In Python and Typescript, unset optional values will contain the type's default value rather than None, null or undefined. Here's an example:

message Foo {
  optional string name = 1;
  optional int32 number = 2;
}
message = Foo()
assert message.number == 0
assert message name == ""

In Python, we can use the message's HasField() method to check whether a field is actually set:

message = Foo(name="")
assert message.HasField("name")
assert not message.HasField("number")

In Typescript, this is even less ergonomic and it can be easier to avoid using the default values in active fields. E.g. the CsvMetadata message uses 1-based indices instead of optional 0-based ones to avoid ambiguity when an index is 0.

Oneofs

All fields in a oneof are implicitly optional, so the caveats above apply just as much to a message like this:

message Foo {
    oneof bar {
      string name = 1;
      int32 number = 2;
    }
}

In addition to HasField(), WhichOneof() can be used to get the name of the set field:

message = Foo(name="")
assert message.WhichOneof("bar") == "name"

Backwards Compatibility

The official language guide makes a lot of notes about backwards compatibility, but as Anki usually doesn't use Protobuf to communicate between different clients, things like shuffling around field numbers are usually not a concern.

However, there are some messages, like Deck, which get stored in the database. If these are modified in an incompatible way, this can lead to serious issues if clients with a different protocol try to read them. Such modifications are only safe to make as part of a schema upgrade, because schema 11 (the targeted schema when choosing Downgrade), does not make use of Protobuf messages.

Field Numbers

Field numbers larger than 15 need an additional byte to encode, so repeated fields should preferably be assigned a number between 1 and 15. If a message contains reserved fields, this is usually to accommodate potential future repeated fields.

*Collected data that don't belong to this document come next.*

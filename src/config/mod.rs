//! Configuration module for HourlyBuys
//!
//! This module provides configuration management including:
//! - Data directory resolution
//! - User settings persistence
//! - Price-check service configuration

pub mod paths;
pub mod settings;

pub use paths::HourlyBuysPaths;
pub use settings::{PriceCheckSettings, Settings};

Implementation-Specific Notes

Python

Protobuf has an official Python implementation with an extensive reference.

  • Every message used in aqt or pylib must be added to the respective .pylintrc to avoid failing type checks. The unqualified protobuf message's name must be used, not an alias from collection.py for example. This should be taken into account when choosing a message name in order to prevent skipping typechecking a Python class of the same name.

Typescript

Anki uses protobuf.js, which offers some documentation.

  • If using a message Foo as a type, make sure not to use the generated interface IFoo instead. Their definitions are very similar, but the interface requires null checks for every field.

Rust

Anki uses the prost crate. Its documentation has some useful hints, but for working with the generated code, there is a better option: From within anki/rslib run cargo doc --open --document-private-items. Inside the pb module you will find all generated Rust types and their implementations.

  • Given an enum field Foo foo = 1;, message.foo is an i32. Use the accessor message.foo() instead to avoid having to manually convert to a Foo.
  • Protobuf does not guarantee any oneof field to be set or an enum field to contain a valid variant, so the Rust code needs to deal with a lot of Options. As we don't expect other parts of Anki to send invalid messages, using an InvalidInput error or unwrap_or_default() is usually fine.